Assigned task
Please reproduce every entry, keeping each one exact.

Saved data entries
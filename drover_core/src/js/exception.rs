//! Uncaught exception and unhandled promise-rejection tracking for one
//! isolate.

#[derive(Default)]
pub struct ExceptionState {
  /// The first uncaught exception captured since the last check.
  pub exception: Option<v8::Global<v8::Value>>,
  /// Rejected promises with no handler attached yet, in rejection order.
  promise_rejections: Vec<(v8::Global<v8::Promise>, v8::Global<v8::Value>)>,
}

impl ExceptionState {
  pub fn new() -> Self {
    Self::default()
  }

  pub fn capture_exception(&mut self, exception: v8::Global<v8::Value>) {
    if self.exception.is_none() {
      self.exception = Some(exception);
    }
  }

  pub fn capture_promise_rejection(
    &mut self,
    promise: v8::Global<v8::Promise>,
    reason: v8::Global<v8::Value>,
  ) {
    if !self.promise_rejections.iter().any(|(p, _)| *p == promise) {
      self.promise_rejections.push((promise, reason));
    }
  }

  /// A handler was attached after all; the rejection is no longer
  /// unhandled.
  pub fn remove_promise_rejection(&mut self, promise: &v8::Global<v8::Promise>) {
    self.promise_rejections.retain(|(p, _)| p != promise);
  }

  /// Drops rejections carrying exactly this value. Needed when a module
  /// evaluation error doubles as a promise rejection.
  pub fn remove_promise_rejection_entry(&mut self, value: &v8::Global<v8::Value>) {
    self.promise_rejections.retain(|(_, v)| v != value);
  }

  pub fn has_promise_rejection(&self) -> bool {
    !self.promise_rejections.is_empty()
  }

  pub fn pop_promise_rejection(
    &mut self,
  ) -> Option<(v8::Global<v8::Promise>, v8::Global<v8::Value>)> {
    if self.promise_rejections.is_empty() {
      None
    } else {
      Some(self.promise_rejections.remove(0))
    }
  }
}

Answer to this problem
filename drover_core/src/js/exception.rs
//! Uncaught exception and unhandled promise-rejection tracking for one
//! isolate.

#[derive(Default)]
pub struct ExceptionState {
  /// The first uncaught exception captured since the last check.
  pub exception: Option<v8::Global<v8::Value>>,
  /// Rejected promises with no handler attached yet, in rejection order.
  promise_rejections: Vec<(v8::Global<v8::Promise>, v8::Global<v8::Value>)>,
}

impl ExceptionState {
  pub fn new() -> Self {
    Self::default()
  }

  pub fn capture_exception(&mut self, exception: v8::Global<v8::Value>) {
    if self.exception.is_none() {
      self.exception = Some(exception);
    }
  }

  pub fn capture_promise_rejection(
    &mut self,
    promise: v8::Global<v8::Promise>,
    reason: v8::Global<v8::Value>,
  ) {
    if !self.promise_rejections.iter().any(|(p, _)| *p == promise) {
      self.promise_rejections.push((promise, reason));
    }
  }

  /// A handler was attached after all; the rejection is no longer
  /// unhandled.
  pub fn remove_promise_rejection(&mut self, promise: &v8::Global<v8::Promise>) {
    self.promise_rejections.retain(|(p, _)| p != promise);
  }

  /// Drops rejections carrying exactly this value. Needed when a module
  /// evaluation error doubles as a promise rejection.
  pub fn remove_promise_rejection_entry(&mut self, value: &v8::Global<v8::Value>) {
    self.promise_rejections.retain(|(_, v)| v != value);
  }

  pub fn has_promise_rejection(&self) -> bool {
    !self.promise_rejections.is_empty()
  }

  pub fn pop_promise_rejection(
    &mut self,
  ) -> Option<(v8::Global<v8::Promise>, v8::Global<v8::Value>)> {
    if self.promise_rejections.is_empty() {
      None
    } else {
      Some(self.promise_rejections.remove(0))
    }
  }
}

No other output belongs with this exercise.